I'm not sure how your statement has any bearing on mine, actually. You haven't proven anything with fact or reason, just asserted that you have done so.
>
> Your or John Wall's articles change none of the
> facts,
Of course not. We elucidate them, organize them, and carefully examine whether they are actually facts or not, and whether they fit into the logical context of an historical theory.
> and cannot change the facts because they
> are correct.
You seem to have facts and theories mixed up. Facts are not "correct". They either exist or they do not. Theories are correct by virtue of their non-contradiction with known facts, or their logical structure that holds them together.
> The facts have been established on
> secure foundations by experts who applied correct
> methodology.
If you're talking about star shafts, then you are wrong. I cannot change that. The facts exist, the logic is irrefutable. Ergo, the argument against star shafts stands.
>
> To reject the Pyramid Texts when trying to
> understand the Old Kingdom pharaonic eschatology
> is unbelievably bad methodology, verging on the
> dangerous, and should be condemned at every
> opportunity.
I didn't say we reject the Pyramid Texts when trying to understand Old Kingdom pharaonic eschatology.
First, there were no pharaohs in the Old Kingdom, so your premise is impossible. But, getting past your semantics, the "Old Kingdom" spanned nearly a thousand years and the Pyramid Texts do not show up until the second half.

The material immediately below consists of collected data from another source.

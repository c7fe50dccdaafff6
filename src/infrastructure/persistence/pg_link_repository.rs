//! PostgreSQL implementation of the link repository.

use async_trait::async_trait;
use sqlx::PgPool;
use std::sync::Arc;
use uuid::Uuid;

use crate::domain::entities::{Link, NewLink};
use crate::domain::repositories::{CodeInsert, LinkRepository};
use crate::error::{AppError, map_sqlx_error};
use crate::utils::db_error::is_unique_violation_on_code;

/// PostgreSQL repository for link storage and retrieval.
pub struct PgLinkRepository {
    pool: Arc<PgPool>,
}

impl PgLinkRepository {
    /// Creates a new repository with a database connection pool.
    pub fn new(pool: Arc<PgPool>) -> Self {
        Self { pool }
    }
}

#[async_trait]
impl LinkRepository for PgLinkRepository {
    async fn create(&self, new_link: NewLink) -> Result<CodeInsert, AppError> {
        let result = sqlx::query_as::<_, Link>(
            r#"
            INSERT INTO links (code, target_url, user_id)
            VALUES ($1, $2, $3)
            RETURNING id, code, target_url, user_id, created_at, updated_at
            "#,
        )
        .bind(&new_link.code)
        .bind(&new_link.target_url)
        .bind(new_link.user_id)
        .fetch_one(self.pool.as_ref())
        .await;

        match result {
            Ok(link) => Ok(CodeInsert::Created(link)),
            Err(e) if is_unique_violation_on_code(&e) => Ok(CodeInsert::CodeTaken),
            Err(e) => Err(map_sqlx_error(e)),
        }
    }

    async fn find_by_code(&self, code: &str) -> Result<Option<Link>, AppError> {
        let link = sqlx::query_as::<_, Link>(
            r#"
            SELECT id, code, target_url, user_id, created_at, updated_at
            FROM links
            WHERE code = $1
            "#,
        )
        .bind(code)
        .fetch_optional(self.pool.as_ref())
        .await?;

        Ok(link)
    }

    async fn list_by_user(&self, user_id: Uuid) -> Result<Vec<Link>, AppError> {
        let links = sqlx::query_as::<_, Link>(
            r#"
            SELECT id, code, target_url, user_id, created_at, updated_at
            FROM links
            WHERE user_id = $1
            ORDER BY created_at DESC
            "#,
        )
        .bind(user_id)
        .fetch_all(self.pool.as_ref())
        .await?;

        Ok(links)
    }

    async fn delete_owned(&self, id: Uuid, user_id: Uuid) -> Result<bool, AppError> {
        let result = sqlx::query("DELETE FROM links WHERE id = $1 AND user_id = $2")
            .bind(id)
            .bind(user_id)
            .execute(self.pool.as_ref())
            .await?;

        Ok(result.rows_affected() > 0)
    }
}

If we wish to understand things from the first half, using knowledge and cultural elements for which we have little or no evidence of its existence in the first half is, as you say, "unbelievably bad methodology, verging on the dangerous, and should be condemned at every opportunity."
An hyperbolic example of your logic would be to boldly assert that the Revolutionary War between England the fledgling United States was fought with machine guns, jets and nuclear weapons. We have evidence that those weapons technologies existed just 170 years later, so why wouldn't they have been used 170 years earlier? See the problem? Of course we can even point to the use of gunpowder muskets (the forerunners of machine guns) hot air balloons (just a few years after the Revolutionary War) and other explosives as precursors to the atomic bomb... but that doesn't mean those technologies existed in their later forms that early in history.
Nobody has any business asserting the same kind of flawed reverse-engineering of the Pyramid Texts, simply to support a stellarist obsession with the Giza plateau. To do so prohibits one from finding the real reasons the Dynasty IV pyramid builders actually did what they did. The pyramids at Giza had nothing whatsoever to do with stars. They didn't aim at them. They weren't correlated to them. The cosmology of Dynasty IV provides sufficient explanation for their design, alignments and features without a single star being brought backwards from the much-later Pyramid Texts.
Anthony
You can lead a horse to water but you can't make him think.